TASK DESCRIPTION: Line filter on the word "networks": copy each matching line from the entries.

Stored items
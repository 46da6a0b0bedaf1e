//! Logical slot names of the resource graph
//!
//! Slot names are a stable contract with whatever submits the graph to a
//! cluster: renaming one is a breaking change.

use std::fmt;

/// Top-level slot of a [`ResourceGraph`](crate::ResourceGraph)
#[derive(Clone, Copy, Debug, PartialEq, Eq, Hash, PartialOrd, Ord)]
pub enum Slot {
    /// Target namespace
    DefaultNamespace,
    /// ConfigMap carrying the cluster name
    ClusterMetadata,
    /// Privileged RoleBinding for all namespace service accounts
    PspRoleBinding,
    /// CockroachDB storage cluster
    StorageCluster,
    /// Auxiliary services
    Auxiliary,
    /// HTTP gateway
    Gateway,
    /// gRPC backend
    Backend,
    /// Prometheus metrics
    Prometheus,
    /// Grafana dashboards
    Grafana,
    /// Alertmanager alerting
    Alertmanager,
    /// Istio mesh overlay
    Istio,
}

impl Slot {
    /// All slots in graph order
    pub const ALL: [Slot; 11] = [
        Slot::DefaultNamespace,
        Slot::ClusterMetadata,
        Slot::PspRoleBinding,
        Slot::StorageCluster,
        Slot::Auxiliary,
        Slot::Gateway,
        Slot::Backend,
        Slot::Prometheus,
        Slot::Grafana,
        Slot::Alertmanager,
        Slot::Istio,
    ];

    /// Logical name used as the graph key
    pub const fn as_str(self) -> &'static str {
        match self {
            Slot::DefaultNamespace => "default_namespace",
            Slot::ClusterMetadata => "cluster_metadata",
            Slot::PspRoleBinding => "pspRB",
            Slot::StorageCluster => "sset",
            Slot::Auxiliary => "auxiliary",
            Slot::Gateway => "gateway",
            Slot::Backend => "backend",
            Slot::Prometheus => "prometheus",
            Slot::Grafana => "grafana",
            Slot::Alertmanager => "alertmanager",
            Slot::Istio => "istio",
        }
    }

    /// Look up a slot by its logical name
    pub fn from_name(name: &str) -> Option<Slot> {
        Slot::ALL.into_iter().find(|slot| slot.as_str() == name)
    }
}

impl fmt::Display for Slot {
    fn fmt(&self, f: &mut fmt::Formatter<'_>) -> fmt::Result {
        f.write_str(self.as_str())
    }
}

/// Sub-slot of the Istio mesh overlay
#[derive(Clone, Copy, Debug, PartialEq, Eq, Hash, PartialOrd, Ord)]
pub enum MeshSlot {
    /// Mesh base definitions
    Base,
    /// Custom resource definitions
    Crd,
    /// Service-graph visualization
    Kiali,
    /// Distributed tracing
    Tracing,
}

impl MeshSlot {
    /// All mesh sub-slots in graph order
    pub const ALL: [MeshSlot; 4] = [MeshSlot::Base, MeshSlot::Crd, MeshSlot::Kiali, MeshSlot::Tracing];

    /// Key inside the `istio` composite
    pub const fn as_str(self) -> &'static str {
        match self {
            MeshSlot::Base => "base",
            MeshSlot::Crd => "crd",
            MeshSlot::Kiali => "kiali",
            MeshSlot::Tracing => "tracing",
        }
    }

    /// Fully qualified name, e.g. `istio.kiali`, used in errors and listings
    pub fn qualified_name(self) -> String {
        format!("{}.{}", Slot::Istio, self.as_str())
    }
}

impl fmt::Display for MeshSlot {
    fn fmt(&self, f: &mut fmt::Formatter<'_>) -> fmt::Result {
        f.write_str(self.as_str())
    }
}
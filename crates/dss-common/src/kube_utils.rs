//! Kubernetes naming helpers shared by the composer and its front ends

/// API group for RBAC resources
pub const RBAC_API_GROUP: &str = "rbac.authorization.k8s.io";

/// Prefix of the built-in group holding every service account in a namespace
pub const SERVICE_ACCOUNT_GROUP_PREFIX: &str = "system:serviceaccounts:";

/// Maximum length of a DNS-1123 label
pub const DNS_LABEL_MAX_LEN: usize = 63;

/// Name of the group containing all service accounts in `namespace`.
///
/// Kubernetes adds every service account to `system:serviceaccounts:<ns>`,
/// so binding a role to this group grants it to all workloads in the
/// namespace.
pub fn service_account_group(namespace: &str) -> String {
    format!("{SERVICE_ACCOUNT_GROUP_PREFIX}{namespace}")
}

/// Validate a DNS-1123 label such as a namespace name.
///
/// Rules:
/// - 1 to 63 characters
/// - lowercase alphanumerics and `-` only
/// - must start and end with an alphanumeric
pub fn validate_dns_label(s: &str) -> Result<(), String> {
    if s.is_empty() {
        return Err("name cannot be empty".to_string());
    }
    if s.len() > DNS_LABEL_MAX_LEN {
        return Err(format!(
            "name must be at most {} characters: {}",
            DNS_LABEL_MAX_LEN, s
        ));
    }
    if !s
        .chars()
        .all(|c| c.is_ascii_lowercase() || c.is_ascii_digit() || c == '-')
    {
        return Err(format!(
            "name must be lowercase alphanumeric with hyphens: {}",
            s
        ));
    }
    if s.starts_with('-') || s.ends_with('-') {
        return Err(format!("name cannot start or end with hyphen: {}", s));
    }
    Ok(())
}

#[cfg(test)]
mod tests {
    use super::*;

    #[test]
    fn service_account_group_covers_whole_namespace() {
        assert_eq!(service_account_group("uss1"), "system:serviceaccounts:uss1");
    }

    #[test]
    fn accepts_typical_namespaces() {
        assert!(validate_dns_label("uss1").is_ok());
        assert!(validate_dns_label("dss-main").is_ok());
        assert!(validate_dns_label("1zone").is_ok());
        assert!(validate_dns_label(&"a".repeat(DNS_LABEL_MAX_LEN)).is_ok());
    }

    #[test]
    fn rejects_invalid_labels() {
        assert!(validate_dns_label("").is_err());
        assert!(validate_dns_label("Upper").is_err());
        assert!(validate_dns_label("under_score").is_err());
        assert!(validate_dns_label("-leading").is_err());
        assert!(validate_dns_label("trailing-").is_err());
        assert!(validate_dns_label("has.dot").is_err());

        let err = validate_dns_label(&"a".repeat(DNS_LABEL_MAX_LEN + 1)).unwrap_err();
        assert!(err.contains("at most 63"));
    }
}
//! Soft same-host / different-host preferences from the `soft_same_host` and
//! `soft_different_host` hints.

use std::collections::BTreeSet;

use log::{debug, warn};

use crate::core::host_state::HostState;
use crate::core::matrix::CostMatrix;
use crate::core::request::FilterProperties;
use crate::core::scheduler::costs::{extended_matrix_from_fn, Cost};
use crate::core::scheduler::interface::{LookupError, PluginError};

/// Hosts running any of `uuids`. A failed lookup backend means no preference.
fn soft_affinity_hosts(
    cost: &str,
    hosts: &[HostState],
    filter_properties: &FilterProperties,
    uuids: &[String],
) -> Option<BTreeSet<String>> {
    match filter_properties
        .context
        .instance_locator
        .hosts_for_instances(hosts, uuids)
    {
        Ok(affinity_hosts) => Some(affinity_hosts),
        Err(LookupError::InstanceNotFound(uuids)) => {
            debug!("{}: no host runs {}", cost, uuids);
            Some(BTreeSet::new())
        }
        Err(err) => {
            warn!("{}: {}, no preference applied", cost, err);
            None
        }
    }
}

/// Rows are `−k/m` on hosts running a hinted instance and `1 − k/m` elsewhere,
/// `m` being the multiplier, so that composed rows read `−k` and `m − k`.
pub struct AffinityCost {
    multiplier: f64,
}

impl AffinityCost {
    pub fn new(multiplier: f64) -> Self {
        Self { multiplier }
    }
}

impl Cost for AffinityCost {
    fn name(&self) -> &str {
        "AffinityCost"
    }

    fn cost_multiplier(&self) -> f64 {
        self.multiplier
    }

    fn get_extended_cost_matrix(
        &self,
        hosts: &[HostState],
        filter_properties: &FilterProperties,
    ) -> Result<CostMatrix, PluginError> {
        let num_instances = filter_properties.num_instances;
        let zeros = CostMatrix::zeros(hosts.len(), num_instances + 1);
        let uuids = &filter_properties.scheduler_hints.soft_same_host;
        if uuids.is_empty() || self.multiplier == 0.0 {
            return Ok(zeros);
        }
        let Some(affinity_hosts) = soft_affinity_hosts(self.name(), hosts, filter_properties, uuids)
        else {
            return Ok(zeros);
        };
        let multiplier = self.multiplier;
        Ok(extended_matrix_from_fn(hosts.len(), num_instances, |idx, k| {
            let step = k as f64 / multiplier;
            if affinity_hosts.contains(&hosts[idx].host) {
                -step
            } else {
                1.0 - step
            }
        }))
    }
}

/// Sign-flipped `AffinityCost`: `k/m` on hosts running a hinted instance and
/// `k/m − 1` elsewhere.
pub struct AntiAffinityCost {
    multiplier: f64,
}

impl AntiAffinityCost {
    pub fn new(multiplier: f64) -> Self {
        Self { multiplier }
    }
}

impl Cost for AntiAffinityCost {
    fn name(&self) -> &str {
        "AntiAffinityCost"
    }

    fn cost_multiplier(&self) -> f64 {
        self.multiplier
    }

    fn get_extended_cost_matrix(
        &self,
        hosts: &[HostState],
        filter_properties: &FilterProperties,
    ) -> Result<CostMatrix, PluginError> {
        let num_instances = filter_properties.num_instances;
        let zeros = CostMatrix::zeros(hosts.len(), num_instances + 1);
        let uuids = &filter_properties.scheduler_hints.soft_different_host;
        if uuids.is_empty() || self.multiplier == 0.0 {
            return Ok(zeros);
        }
        let Some(affinity_hosts) = soft_affinity_hosts(self.name(), hosts, filter_properties, uuids)
        else {
            return Ok(zeros);
        };
        let multiplier = self.multiplier;
        Ok(extended_matrix_from_fn(hosts.len(), num_instances, |idx, k| {
            let step = k as f64 / multiplier;
            if affinity_hosts.contains(&hosts[idx].host) {
                step
            } else {
                step - 1.0
            }
        }))
    }
}
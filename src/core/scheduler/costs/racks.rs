//! Rack-level preferences: keep a tenant, or a set of networks, within the racks already using them.

use std::collections::BTreeSet;
use std::sync::Arc;

use crate::core::host_state::HostState;
use crate::core::matrix::CostMatrix;
use crate::core::request::FilterProperties;
use crate::core::scheduler::costs::{extended_matrix_from_fn, Cost};
use crate::core::scheduler::interface::PluginError;
use crate::core::topology::{racks_or_host, RackTopology};

/// Zero rows for hosts sharing a rack with any host accepted by `preferred`, ones elsewhere.
fn rack_preference_matrix<F>(
    topology: &RackTopology,
    hosts: &[HostState],
    num_instances: usize,
    preferred: F,
) -> CostMatrix
where
    F: Fn(&HostState) -> bool,
{
    let host_racks = topology.host_racks_map(hosts);
    let racks_per_host: Vec<BTreeSet<String>> = hosts
        .iter()
        .map(|host| racks_or_host(&host_racks, &host.host))
        .collect();
    let preferred_racks: BTreeSet<&String> = hosts
        .iter()
        .zip(&racks_per_host)
        .filter(|&(host, _)| preferred(host))
        .flat_map(|(_, racks)| racks)
        .collect();
    extended_matrix_from_fn(hosts.len(), num_instances, |idx, _| {
        if racks_per_host[idx].iter().any(|rack| preferred_racks.contains(rack)) {
            0.0
        } else {
            1.0
        }
    })
}

pub struct TenantRackAffinityCost {
    multiplier: f64,
    topology: Arc<RackTopology>,
}

impl TenantRackAffinityCost {
    pub fn new(multiplier: f64, topology: Arc<RackTopology>) -> Self {
        Self {
            multiplier,
            topology,
        }
    }
}

impl Cost for TenantRackAffinityCost {
    fn name(&self) -> &str {
        "TenantRackAffinityCost"
    }

    fn cost_multiplier(&self) -> f64 {
        self.multiplier
    }

    fn get_extended_cost_matrix(
        &self,
        hosts: &[HostState],
        filter_properties: &FilterProperties,
    ) -> Result<CostMatrix, PluginError> {
        let num_instances = filter_properties.num_instances;
        let Some(project_id) = filter_properties.project_id.as_ref() else {
            return Ok(CostMatrix::zeros(hosts.len(), num_instances + 1));
        };
        Ok(rack_preference_matrix(&self.topology, hosts, num_instances, |host| {
            host.projects.contains(project_id)
        }))
    }
}

pub struct RackNetworkAffinityCost {
    multiplier: f64,
    topology: Arc<RackTopology>,
}

impl RackNetworkAffinityCost {
    pub fn new(multiplier: f64, topology: Arc<RackTopology>) -> Self {
        Self {
            multiplier,
            topology,
        }
    }
}

impl Cost for RackNetworkAffinityCost {
    fn name(&self) -> &str {
        "RackNetworkAffinityCost"
    }

    fn cost_multiplier(&self) -> f64 {
        self.multiplier
    }

    fn get_extended_cost_matrix(
        &self,
        hosts: &[HostState],
        filter_properties: &FilterProperties,
    ) -> Result<CostMatrix, PluginError> {
        let num_instances = filter_properties.num_instances;
        let networks = filter_properties.all_requested_networks(hosts);
        if networks.is_empty() {
            return Ok(CostMatrix::zeros(hosts.len(), num_instances + 1));
        }
        Ok(rack_preference_matrix(&self.topology, hosts, num_instances, |host| {
            host.instances
                .values()
                .flat_map(|instance| &instance.networks)
                .any(|network| networks.contains(network))
        }))
    }
}
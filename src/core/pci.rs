//! PCI passthrough device pools and request matching.

use std::collections::BTreeMap;

use serde::{Deserialize, Serialize};

#[derive(Default, Debug, Deserialize, Serialize, Clone, PartialEq)]
pub struct PciDevicePool {
    pub vendor_id: String,
    pub product_id: String,
    pub count: u32,
    #[serde(default)]
    pub tags: BTreeMap<String, String>,
}

/// One device request: `count` devices matching any of the `spec` attribute sets.
#[derive(Default, Debug, Deserialize, Serialize, Clone, PartialEq)]
pub struct PciRequest {
    pub count: u32,
    pub spec: Vec<BTreeMap<String, String>>,
}

#[derive(Default, Debug, Deserialize, Serialize, Clone, PartialEq)]
pub struct PciStats {
    pub pools: Vec<PciDevicePool>,
}

impl PciDevicePool {
    fn attribute(&self, key: &str) -> Option<&str> {
        match key {
            "vendor_id" => Some(&self.vendor_id),
            "product_id" => Some(&self.product_id),
            _ => self.tags.get(key).map(String::as_str),
        }
    }

    fn matches(&self, request: &PciRequest) -> bool {
        request.spec.iter().any(|spec| {
            spec.iter()
                .all(|(key, value)| self.attribute(key) == Some(value.as_str()))
        })
    }
}

impl PciStats {
    /// Checks whether all requests can be satisfied at once without consuming anything.
    pub fn support_requests(&self, requests: &[PciRequest]) -> bool {
        let mut trial = self.clone();
        trial.apply_requests(requests)
    }

    /// Takes devices out of the pools for every request.
    /// Returns false and leaves the pools untouched if any request cannot be satisfied.
    pub fn apply_requests(&mut self, requests: &[PciRequest]) -> bool {
        let mut pools = self.pools.clone();
        for request in requests {
            let mut needed = request.count;
            let free: u32 = pools
                .iter()
                .filter(|pool| pool.matches(request))
                .map(|pool| pool.count)
                .sum();
            if free < needed {
                return false;
            }
            for pool in pools.iter_mut().filter(|pool| pool.matches(request)) {
                let taken = needed.min(pool.count);
                pool.count -= taken;
                needed -= taken;
                if needed == 0 {
                    break;
                }
            }
        }
        self.pools = pools;
        true
    }
}
//! Seams between the solver core and its external collaborators.

use std::collections::BTreeSet;
use std::fmt;
use std::sync::Arc;

use serde::Serialize;
use thiserror::Error;

use crate::core::host_state::HostState;
use crate::core::request::FilterProperties;

#[derive(Debug, Error, PartialEq)]
pub enum ScheduleError {
    #[error("no valid host was found: {0}")]
    NoValidHost(String),
    #[error("invalid request: {0}")]
    InvalidRequest(String),
    #[error("exceeded max scheduling attempts {max} for this request")]
    MaxRetriesExceeded { max: u32 },
}

/// Failure inside a single constraint or cost. The composer logs it and falls
/// back to a neutral matrix so that other plugins are not affected.
#[derive(Debug, Error, PartialEq)]
pub enum PluginError {
    #[error("invalid input: {0}")]
    InvalidInput(String),
    #[error("lookup failed: {0}")]
    Lookup(#[from] LookupError),
}

#[derive(Debug, Error, PartialEq)]
pub enum LookupError {
    #[error("instance {0} not found")]
    InstanceNotFound(String),
    #[error("lookup backend unavailable: {0}")]
    Unavailable(String),
}

/// Resolves instance uuids to the hosts currently running them.
pub trait InstanceLocator: Send + Sync {
    fn hosts_for_instances(
        &self,
        hosts: &[HostState],
        instance_uuids: &[String],
    ) -> Result<BTreeSet<String>, LookupError>;
}

/// Locator that only looks at the instance lists of the host snapshot.
/// Fails with `InstanceNotFound` when none of the uuids runs on a snapshot host.
#[derive(Default, Debug)]
pub struct SnapshotInstanceLocator;

impl InstanceLocator for SnapshotInstanceLocator {
    fn hosts_for_instances(
        &self,
        hosts: &[HostState],
        instance_uuids: &[String],
    ) -> Result<BTreeSet<String>, LookupError> {
        let found: BTreeSet<String> = hosts
            .iter()
            .filter(|host| {
                instance_uuids
                    .iter()
                    .any(|uuid| host.instances.contains_key(uuid))
            })
            .map(|host| host.host.clone())
            .collect();
        if found.is_empty() && !instance_uuids.is_empty() {
            return Err(LookupError::InstanceNotFound(instance_uuids.join(", ")));
        }
        Ok(found)
    }
}

/// Per-request context handed down with the filter properties.
#[derive(Clone)]
pub struct SchedulerContext {
    pub request_id: String,
    pub instance_locator: Arc<dyn InstanceLocator>,
}

impl SchedulerContext {
    pub fn new(request_id: &str, instance_locator: Arc<dyn InstanceLocator>) -> Self {
        Self {
            request_id: request_id.to_string(),
            instance_locator,
        }
    }
}

impl Default for SchedulerContext {
    fn default() -> Self {
        Self::new("", Arc::new(SnapshotInstanceLocator))
    }
}

impl fmt::Debug for SchedulerContext {
    fn fmt(&self, f: &mut fmt::Formatter) -> fmt::Result {
        f.debug_struct("SchedulerContext")
            .field("request_id", &self.request_id)
            .finish()
    }
}

/// Source of candidate host snapshots.
pub trait HostStateProvider {
    fn get_all_host_states(&self, context: &SchedulerContext) -> Vec<HostState>;
}

/// Provider serving a fixed snapshot, used by the CLI and tests.
#[derive(Default, Debug, Clone)]
pub struct StaticHostStateProvider {
    pub hosts: Vec<HostState>,
}

impl StaticHostStateProvider {
    pub fn new(hosts: Vec<HostState>) -> Self {
        Self { hosts }
    }
}

impl HostStateProvider for StaticHostStateProvider {
    fn get_all_host_states(&self, _context: &SchedulerContext) -> Vec<HostState> {
        self.hosts.clone()
    }
}

/// One placed instance: index into the solved host list and the instance uuid.
#[derive(Debug, Clone, PartialEq)]
pub struct Assignment {
    pub host_index: usize,
    pub instance_uuid: String,
}

/// Host chosen by the scheduler, with the default weight.
#[derive(Debug, Clone, PartialEq, Serialize)]
pub struct WeighedHost {
    pub host: HostState,
    pub instance_uuid: Option<String>,
    pub weight: f64,
}

// Trait which should implement any solver engine.
pub trait SolverEngine: Send + Sync {
    // Decides a host for every instance of the batch. An empty result means the
    // batch cannot be placed; partial placements are never returned.
    fn solve(&self, hosts: &mut [HostState], filter_properties: &mut FilterProperties)
        -> Vec<Assignment>;
}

YOUR RESPONSE:
//! Rack-level preferences: keep a tenant, or a set of networks, within the racks already using them.
        let networks = filter_properties.all_requested_networks(hosts);
        if networks.is_empty() {
                .flat_map(|instance| &instance.networks)
                .any(|network| networks.contains(network))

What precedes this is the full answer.